## [Your objective]
Scan the entries below for the word "transaction" and copy every line where it turns up.

..............................

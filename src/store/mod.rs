//! `SQLite`-backed key-value store with JSON values.
//!
//! The store mirrors a browser `localStorage` profile: a single flat string
//! key space where every value is a JSON document. Entity layout is defined
//! in [`keys`]; the higher layers (user directory, habit repository, social
//! graph) treat this as an ad-hoc document store and build their queries out
//! of [`KvStore::get`], [`KvStore::set`] and the prefix scan.
//!
//! Per-key writes are atomic. Multi-key updates go through
//! [`KvStore::set_many`], which wraps all writes in one `SQLite` transaction
//! so a dual-record update (both sides of a follow edge) can never be
//! half-applied.

// SQLite operations need to hold the lock for the duration of the operation.
// Dropping the guard earlier would require restructuring all methods.
#![allow(clippy::significant_drop_tightening)]

pub mod keys;

mod error;

use std::path::Path;
use std::sync::Mutex;

use rusqlite::{params, Connection, OptionalExtension};
use serde::de::DeserializeOwned;
use serde::Serialize;
use tracing::warn;

pub use error::{Result, StoreError};

/// Persistent string-keyed JSON store.
///
/// Thread-safe wrapper around a `SQLite` connection holding a single
/// `kv(key, value)` table.
pub struct KvStore {
    conn: Mutex<Connection>,
}

impl KvStore {
    /// Opens (or creates) a store at the given path.
    ///
    /// # Errors
    ///
    /// Returns an error if the database cannot be created or initialized.
    pub fn open(path: &Path) -> Result<Self> {
        Self::from_connection(Connection::open(path)?)
    }

    /// Creates an in-memory store.
    ///
    /// State lives only as long as the value; used for tests and ephemeral
    /// sessions.
    ///
    /// # Errors
    ///
    /// Returns an error if the database cannot be initialized.
    pub fn in_memory() -> Result<Self> {
        Self::from_connection(Connection::open_in_memory()?)
    }

    fn from_connection(conn: Connection) -> Result<Self> {
        let store = Self {
            conn: Mutex::new(conn),
        };
        store.initialize_schema()?;
        Ok(store)
    }

    /// Initializes the database schema.
    fn initialize_schema(&self) -> Result<()> {
        let conn = self.lock()?;
        conn.execute_batch(
            r"
            CREATE TABLE IF NOT EXISTS kv (
                key TEXT PRIMARY KEY,
                value TEXT NOT NULL
            );
            ",
        )?;
        Ok(())
    }

    fn lock(&self) -> Result<std::sync::MutexGuard<'_, Connection>> {
        self.conn
            .lock()
            .map_err(|e| StoreError::Storage(format!("Failed to acquire store lock: {e}")))
    }

    /// Reads and deserializes the record stored under `key`.
    ///
    /// Returns `Ok(None)` if the key is absent.
    ///
    /// # Errors
    ///
    /// Returns [`StoreError::Corrupt`] if the stored text is not valid JSON
    /// for `T`, or a database error if the read fails.
    pub fn get<T: DeserializeOwned>(&self, key: &str) -> Result<Option<T>> {
        let conn = self.lock()?;
        let raw: Option<String> = conn
            .query_row("SELECT value FROM kv WHERE key = ?1", params![key], |row| {
                row.get(0)
            })
            .optional()?;

        match raw {
            None => Ok(None),
            Some(text) => match serde_json::from_str(&text) {
                Ok(value) => Ok(Some(value)),
                Err(source) => {
                    warn!(key, error = %source, "corrupt record in store");
                    Err(StoreError::Corrupt {
                        key: key.to_string(),
                        source,
                    })
                }
            },
        }
    }

    /// Serializes `value` as JSON and upserts it under `key`.
    ///
    /// # Errors
    ///
    /// Returns an error if serialization or the database write fails.
    pub fn set<T: Serialize>(&self, key: &str, value: &T) -> Result<()> {
        let text = serde_json::to_string(value).map_err(|source| StoreError::Serialize {
            key: key.to_string(),
            source,
        })?;

        let conn = self.lock()?;
        conn.execute(
            r"
            INSERT INTO kv (key, value) VALUES (?1, ?2)
            ON CONFLICT(key) DO UPDATE SET value = excluded.value
            ",
            params![key, text],
        )?;
        Ok(())
    }

    /// Upserts several records in a single transaction.
    ///
    /// Either every entry is persisted or none is; used where two records
    /// must stay mutually consistent (the two sides of a follow edge).
    ///
    /// # Errors
    ///
    /// Returns an error if serialization of any entry or the database write
    /// fails. Serialization happens before the transaction opens, so a bad
    /// entry leaves the store untouched.
    pub fn set_many<T: Serialize>(&self, entries: &[(String, &T)]) -> Result<()> {
        let mut serialized = Vec::with_capacity(entries.len());
        for (key, value) in entries {
            let text = serde_json::to_string(value).map_err(|source| StoreError::Serialize {
                key: key.clone(),
                source,
            })?;
            serialized.push((key.as_str(), text));
        }

        let mut conn = self.lock()?;
        let tx = conn.transaction()?;
        for (key, text) in &serialized {
            tx.execute(
                r"
                INSERT INTO kv (key, value) VALUES (?1, ?2)
                ON CONFLICT(key) DO UPDATE SET value = excluded.value
                ",
                params![key, text],
            )?;
        }
        tx.commit()?;
        Ok(())
    }

    /// Removes the record stored under `key`.
    ///
    /// Removing an absent key succeeds.
    ///
    /// # Errors
    ///
    /// Returns an error if the database operation fails.
    pub fn remove(&self, key: &str) -> Result<()> {
        let conn = self.lock()?;
        conn.execute("DELETE FROM kv WHERE key = ?1", params![key])?;
        Ok(())
    }

    /// Returns whether a record exists under `key`.
    ///
    /// # Errors
    ///
    /// Returns an error if the database operation fails.
    pub fn contains(&self, key: &str) -> Result<bool> {
        let conn = self.lock()?;
        let found: Option<i64> = conn
            .query_row("SELECT 1 FROM kv WHERE key = ?1", params![key], |row| {
                row.get(0)
            })
            .optional()?;
        Ok(found.is_some())
    }

    /// Returns all keys starting with `prefix`, sorted.
    ///
    /// This is the scan primitive the entity layers build their "all
    /// records" queries on. O(n) in the number of matching keys, which is
    /// acceptable for single-profile data sets.
    ///
    /// # Errors
    ///
    /// Returns an error if the database operation fails.
    pub fn keys_with_prefix(&self, prefix: &str) -> Result<Vec<String>> {
        let conn = self.lock()?;
        let mut stmt = conn.prepare(
            r"
            SELECT key FROM kv
            WHERE key LIKE ?1 ESCAPE '\'
            ORDER BY key
            ",
        )?;

        let pattern = format!("{}%", escape_like(prefix));
        let keys = stmt
            .query_map(params![pattern], |row| row.get::<_, String>(0))?
            .collect::<std::result::Result<Vec<_>, _>>()?;
        Ok(keys)
    }
}

/// Escapes `LIKE` wildcards so a prefix such as `user_` matches literally
/// rather than treating `_` as a single-character wildcard.
fn escape_like(text: &str) -> String {
    let mut escaped = String::with_capacity(text.len());
    for c in text.chars() {
        if matches!(c, '%' | '_' | '\\') {
            escaped.push('\\');
        }
        escaped.push(c);
    }
    escaped
}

..............................

## [Your solution]
//! [`KvStore::set_many`], which wraps all writes in one `SQLite` transaction
    /// Upserts several records in a single transaction.
    /// fails. Serialization happens before the transaction opens, so a bad
        let tx = conn.transaction()?;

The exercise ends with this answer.